第53話 エールじゃないよ、ラガーだよ

 もうとっくに夕飯時を過ぎている。さっきからずっとお腹が鳴ってて、少し恥ずかしい。お風呂はご飯を食べてからにしよう。


「とりあえず一度大熊亭へ戻って、ご飯を食べましょう!残り物で申し訳ないですが、ハンバーガー作りますよ!」

「「「ハンバーガー!!!」」」

 陽菜ちゃん達が食いついた。やっぱりジャンクな味が恋しくなるよね。そうだ!温泉でアレ作れないかな!


 大熊亭近くの1m四方の地面を、私の腰位の高さまで盛り上げる。その地面にキンキンに冷えたコーラが湧き出る、小さな温泉をイメージしてスキルを発動する。

「出来たーーー!!!」

 念の為鑑定してみる。【コーラが湧き出る冷泉】効能は、美味しくて元気になると出た。温泉スキル最高すぎだよ!!!


「桜さんそれはもしかして!?」

 大河君が1番に食いついた。

「そう!コーラだよー!やっぱりハンバーガーにはコーラだよね!」

「うおおおぉぉぉ!マジか!もう飲めないと思ってたコーラがここに!?」

「マジだよー!分かる、分かるよ大河君!」

 2人で大はしゃぎしてしまったけど、陽菜ちゃんと優斗君も嬉しそう。


「もう何から突っ込めば良いのか分からない・・・。」

 あ、そうだった。ヒューゴさんには何も説明せず巻き込んで、しかも連れて来ちゃったよ。


「あれ?そういえば何でヒューゴがここに居るんだ?」

「アンナ達に危険を知らせに行って、そのまま成り行きで・・・。」

「逃げ遅れたの間違いだろ。」

「うるさい!良いんだよ!!あのまま残った所で、どうせ牢獄行きだ。それにこっちの方が楽しそうだったしな。」

「桜の美味い飯が食いたいだけだろ~。」

 アンナさんとガインさんに、ヒューゴさんがからかわれている。やっぱりヒューゴさんは、どこに居てもヒューゴさんだね。




 そろそろ2匹を呼び戻さなきゃ。

(コタロウ!リュウ!ご飯だから、戻っておいで!塀で囲っちゃったから、迎えに行くね!)

(いや大丈夫!)

(桜ちゃんはそこで待っててー!)

 2匹の声が聞こえたと思うと、塀の上から飛び降りてきた。この高さを飛び越えられるの!?うちの子達すごすぎない!?
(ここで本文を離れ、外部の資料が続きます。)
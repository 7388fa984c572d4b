//! End-to-end tests: on-disk cache, series loading, verdicts and advisories

use async_trait::async_trait;
use chrono::NaiveDate;
use fxtrend::error::{FxError, Result};
use fxtrend::services::{
    AdvisoryEngine, CacheStore, Classifier, FileStore, JsonModelLoader, ModelLoader, RateCache,
    RateSeriesLoader, SnapshotService, TrendClassifier,
};
use fxtrend::sources::RateSource;
use fxtrend::types::{Advisory, FeatureVector, RateTable, RawQuote, TrendKind};
use std::collections::BTreeMap;
use std::path::{Path, PathBuf};
use std::sync::atomic::{AtomicUsize, Ordering};
use std::sync::Arc;

fn date(day: u32) -> NaiveDate {
    NaiveDate::from_ymd_opt(2024, 3, day).unwrap()
}

/// USD quotes for the business days 2024-03-01 through 2024-03-11.
fn march_quotes() -> BTreeMap<NaiveDate, f64> {
    [
        (date(1), 100.0),
        (date(4), 101.0),
        (date(5), 100.5),
        (date(6), 102.0),
        (date(7), 103.0),
        (date(8), 101.0),
        (date(11), 104.0),
    ]
    .into_iter()
    .collect()
}

struct ScriptedSource {
    quotes: BTreeMap<NaiveDate, f64>,
    calls: AtomicUsize,
}

impl ScriptedSource {
    fn new(quotes: BTreeMap<NaiveDate, f64>) -> Self {
        Self {
            quotes,
            calls: AtomicUsize::new(0),
        }
    }

    fn calls(&self) -> usize {
        self.calls.load(Ordering::SeqCst)
    }
}

#[async_trait]
impl RateSource for ScriptedSource {
    fn name(&self) -> &str {
        "scripted"
    }

    async fn fetch_day(&self, date: NaiveDate) -> Result<RateTable> {
        self.calls.fetch_add(1, Ordering::SeqCst);
        let value = self
            .quotes
            .get(&date)
            .copied()
            .ok_or_else(|| FxError::DataUnavailable(format!("nothing published on {}", date)))?;
        // Published per 10 units to exercise the nominal division.
        Ok(RateTable::from_quotes([RawQuote {
            code: "USD".to_string(),
            name: "US Dollar".to_string(),
            nominal: 10,
            value: value * 10.0,
        }]))
    }
}

struct FixedClassifier {
    class: u8,
    probability: f64,
}

impl Classifier for FixedClassifier {
    fn predict(&self, _: &FeatureVector) -> u8 {
        self.class
    }

    fn predict_probability(&self, _: &FeatureVector) -> [f64; 2] {
        if self.class == 1 {
            [1.0 - self.probability, self.probability]
        } else {
            [self.probability, 1.0 - self.probability]
        }
    }
}

struct FixedLoader(u8, f64);

impl ModelLoader for FixedLoader {
    fn load(&self) -> Result<Box<dyn Classifier>> {
        Ok(Box::new(FixedClassifier {
            class: self.0,
            probability: self.1,
        }))
    }
}

fn temp_cache(name: &str) -> PathBuf {
    let dir = std::env::temp_dir().join(format!("fxtrend_pipeline_{}", name));
    let _ = std::fs::remove_dir_all(&dir);
    dir
}

fn build(dir: &Path) -> (Arc<ScriptedSource>, Arc<RateSeriesLoader>) {
    let source = Arc::new(ScriptedSource::new(march_quotes()));
    let store = Arc::new(FileStore::new(dir).unwrap());
    let cache = Arc::new(RateCache::new(source.clone(), store));
    (source, Arc::new(RateSeriesLoader::new(cache)))
}

#[tokio::test]
async fn test_get_rate_is_idempotent_and_cached() {
    let dir = temp_cache("idempotent");
    let (source, loader) = build(&dir);

    let first = loader.cache().get_rate(date(5), "USD").await.unwrap();
    let second = loader.cache().get_rate(date(5), "usd").await.unwrap();

    assert_eq!(first, Some(100.5));
    assert_eq!(first, second);
    assert_eq!(source.calls(), 1);
    assert!(dir.join("2024-03-05.json").exists());

    // Quoted date, unquoted currency: absent, no refetch.
    assert_eq!(loader.cache().get_rate(date(5), "EUR").await.unwrap(), None);
    assert_eq!(source.calls(), 1);

    let _ = std::fs::remove_dir_all(&dir);
}

#[tokio::test]
async fn test_stored_dates_are_never_refetched() {
    let dir = temp_cache("authority");
    let (_, loader) = build(&dir);
    loader.get_series(date(1), date(11), "USD").await.unwrap();

    // A second cache over the same directory with an upstream that has nothing.
    let offline = Arc::new(ScriptedSource::new(BTreeMap::new()));
    let cache = RateCache::new(offline.clone(), Arc::new(FileStore::new(&dir).unwrap()));

    assert_eq!(cache.get_rate(date(11), "USD").await.unwrap(), Some(104.0));
    assert_eq!(offline.calls(), 0);

    // Never stored: upstream is tried and the failure reads as absent.
    assert_eq!(cache.get_rate(date(12), "USD").await.unwrap(), None);
    assert_eq!(offline.calls(), 1);

    let _ = std::fs::remove_dir_all(&dir);
}

#[tokio::test]
async fn test_malformed_entry_is_refetched() {
    let dir = temp_cache("malformed");
    let store = FileStore::new(&dir).unwrap();
    store.put("2024-03-04", "{not json").unwrap();

    let (source, loader) = build(&dir);
    assert_eq!(loader.cache().get_rate(date(4), "USD").await.unwrap(), Some(101.0));
    assert_eq!(source.calls(), 1);

    let repaired = store.get("2024-03-04").unwrap().unwrap();
    assert!(repaired.contains("USD"));

    let _ = std::fs::remove_dir_all(&dir);
}

#[tokio::test]
async fn test_weekend_range_is_empty() {
    let dir = temp_cache("weekend");
    let (source, loader) = build(&dir);

    let series = loader.get_series(date(9), date(10), "USD").await.unwrap();
    assert!(series.is_empty());
    assert_eq!(source.calls(), 0);

    let _ = std::fs::remove_dir_all(&dir);
}

#[tokio::test]
async fn test_series_skips_unpublished_dates() {
    let dir = temp_cache("series");
    let (source, loader) = build(&dir);

    let series = loader.recent("USD", date(11), 20).await.unwrap();
    assert_eq!(
        series.rates(),
        vec![100.0, 101.0, 100.5, 102.0, 103.0, 101.0, 104.0]
    );
    // 2024-02-20 through 2024-03-11 has 15 business days; each tried once.
    assert_eq!(source.calls(), 15);

    let _ = std::fs::remove_dir_all(&dir);
}

#[tokio::test]
async fn test_predict_clear_signal() {
    let dir = temp_cache("predict");
    let (_, loader) = build(&dir);
    let classifier = TrendClassifier::new(loader, Arc::new(FixedLoader(1, 0.75)), 20);

    let verdict = classifier
        .predict_as_of("USD", date(11))
        .await
        .unwrap()
        .unwrap();

    assert_eq!(verdict.kind, TrendKind::Up);
    assert_eq!(verdict.confidence, 75.0);
    assert!(verdict.rationale.starts_with("clear signal ("));
    assert!(verdict.rationale.contains("rose yesterday"));

    let _ = std::fs::remove_dir_all(&dir);
}

#[tokio::test]
async fn test_predict_weak_up_reads_as_down() {
    let dir = temp_cache("predict_weak");
    let (_, loader) = build(&dir);
    let classifier = TrendClassifier::new(loader, Arc::new(FixedLoader(1, 0.35)), 20);

    let verdict = classifier
        .predict_as_of("USD", date(11))
        .await
        .unwrap()
        .unwrap();
    assert_eq!(verdict.kind, TrendKind::Down);
    assert_eq!(verdict.confidence, 30.0);

    let _ = std::fs::remove_dir_all(&dir);
}

#[tokio::test]
async fn test_predict_without_enough_history() {
    let dir = temp_cache("predict_short");
    let (_, loader) = build(&dir);
    let classifier = TrendClassifier::new(loader, Arc::new(FixedLoader(1, 0.9)), 20);

    // Six observations up to 2024-03-08.
    assert!(classifier
        .predict_as_of("USD", date(8))
        .await
        .unwrap()
        .is_none());

    let _ = std::fs::remove_dir_all(&dir);
}

#[tokio::test]
async fn test_predict_without_model() {
    let dir = temp_cache("predict_nomodel");
    let (source, loader) = build(&dir);
    let model = Arc::new(JsonModelLoader::new(dir.join("missing_model.json")));
    let classifier = TrendClassifier::new(loader, model, 20);

    assert!(classifier
        .predict_as_of("USD", date(11))
        .await
        .unwrap()
        .is_none());
    // The model is checked before any history is loaded.
    assert_eq!(source.calls(), 0);

    let _ = std::fs::remove_dir_all(&dir);
}

#[tokio::test]
async fn test_predict_with_json_artifact() {
    let dir = temp_cache("predict_json");
    let (_, loader) = build(&dir);
    let path = dir.join("model_all.json");
    // Strongly positive weight on the previous-day change.
    std::fs::write(&path, r#"{"weights": [200.0, 0.0, 0.0, 0.0], "intercept": 0.0}"#).unwrap();

    let classifier = TrendClassifier::new(loader, Arc::new(JsonModelLoader::new(&path)), 20);
    let verdict = classifier
        .predict_as_of("USD", date(11))
        .await
        .unwrap()
        .unwrap();

    // sigmoid(200 * 3/101) is well above 0.60
    assert_eq!(verdict.kind, TrendKind::Up);
    assert!(verdict.confidence > 99.0);

    let _ = std::fs::remove_dir_all(&dir);
}

#[tokio::test]
async fn test_advice_for_volatile_rise() {
    let dir = temp_cache("advice");
    let (_, loader) = build(&dir);
    let engine = AdvisoryEngine::new(loader, 15);

    let report = engine.advise_as_of("USD", date(11)).await.unwrap().unwrap();
    assert_eq!(
        report.advisories,
        vec![
            Advisory::HighVolatility,
            Advisory::SharpRise,
            Advisory::SustainedRise
        ]
    );
    assert!((report.metrics.delta_7d_pct - 4.0).abs() < 1e-9);
    assert_eq!(report.lines().len(), 3);

    let _ = std::fs::remove_dir_all(&dir);
}

#[tokio::test]
async fn test_advice_needs_five_observations() {
    let dir = temp_cache("advice_short");
    let (_, loader) = build(&dir);
    let engine = AdvisoryEngine::new(loader, 15);

    // Four observations up to 2024-03-06.
    assert!(engine.advise_as_of("USD", date(6)).await.unwrap().is_none());

    let _ = std::fs::remove_dir_all(&dir);
}

#[tokio::test]
async fn test_snapshot() {
    let dir = temp_cache("snapshot");
    let (_, loader) = build(&dir);
    let service = SnapshotService::new(loader, 20);

    let snap = service.snapshot_as_of("USD", date(11)).await.unwrap().unwrap();
    assert_eq!(snap.date, date(11));
    assert_eq!(snap.rate, 104.0);
    assert!((snap.delta_3d_pct - (104.0 - 103.0) / 103.0 * 100.0).abs() < 1e-9);
    assert!((snap.delta_7d_pct - 4.0).abs() < 1e-9);

    let _ = std::fs::remove_dir_all(&dir);
}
 でも他にも乗り越えてくる魔物がいるかもしれないな・・・。そもそも飛んでる魔物は普通に入れるし。

 ま、おいおい修正していけばいっか!


 コタロウとリュウが戻ってきたので、ハンバーガーとコーラを速攻で準備し、少し遅めの晩御飯を食べる。

「「「「いただきます!!!」」」」

 陽菜ちゃん達が久しぶりのハンバーガーとポテト、それにコーラのトリプルコンボで、ノックアウト寸前だ。

 コタロウとリュウも美味しそうに食べてる。


「エールよりシュワっとしてる。少し甘いけど、これはこれで美味いな!」

 アンナさん達にも概ね高評価してもらえた。そうか!コーラより大人はお酒だよね!


 慌てて大熊亭の外へ出て、コーラの時と同じように土を盛り上げる。そこにキンキンに冷えたビールの湧き出る小さな温泉をイメージする。コーラの時とは違い、温泉から直接ジョッキに注げるようタップも付ける。

 細かいイメージだったけど、優秀なスキルが想像通りの冷泉を作ってくれた。

 鑑定結果も問題なくビールだったので、4人分ジョッキに入れて持っていく。ちなみに今夜の私は、コーラ祭りです!


「お待たせしましたー!大人はやっぱりこっちですよね!」

 アンナさん、ガインさん、クレマンさん、ヒューゴさんの目の前に、ビールのジョッキを置いていく。


「エール?でも色が少し違うような?」

「うっま!エールとは違うが、スッキリしていて飲みやすいよコレ!」

 そうエールではなく、ラガービールです!のどごし大事だよね!


「大変美味しゅうございました。」

「・・・・・・・・」

 クレマンさんとガインさんは、飲むペース早くない!?

 しかもガインさんの姿が、大型犬がお耳とシッポ垂れて、しょんぼりしてる姿にしか見えない!

「ガインさんおかわり出来ますよ?」

「!!!」

 おおぉぉぉ!ここまでガインさんの表情が変わる所を、初めて見たかもしれない。


 結局4人共おかわりしたいという事で、どうせならとタップの使い方を説明しておいた。飲み過ぎないか心配だけど、大人だし大丈夫だよね!・・・・・大丈夫かな。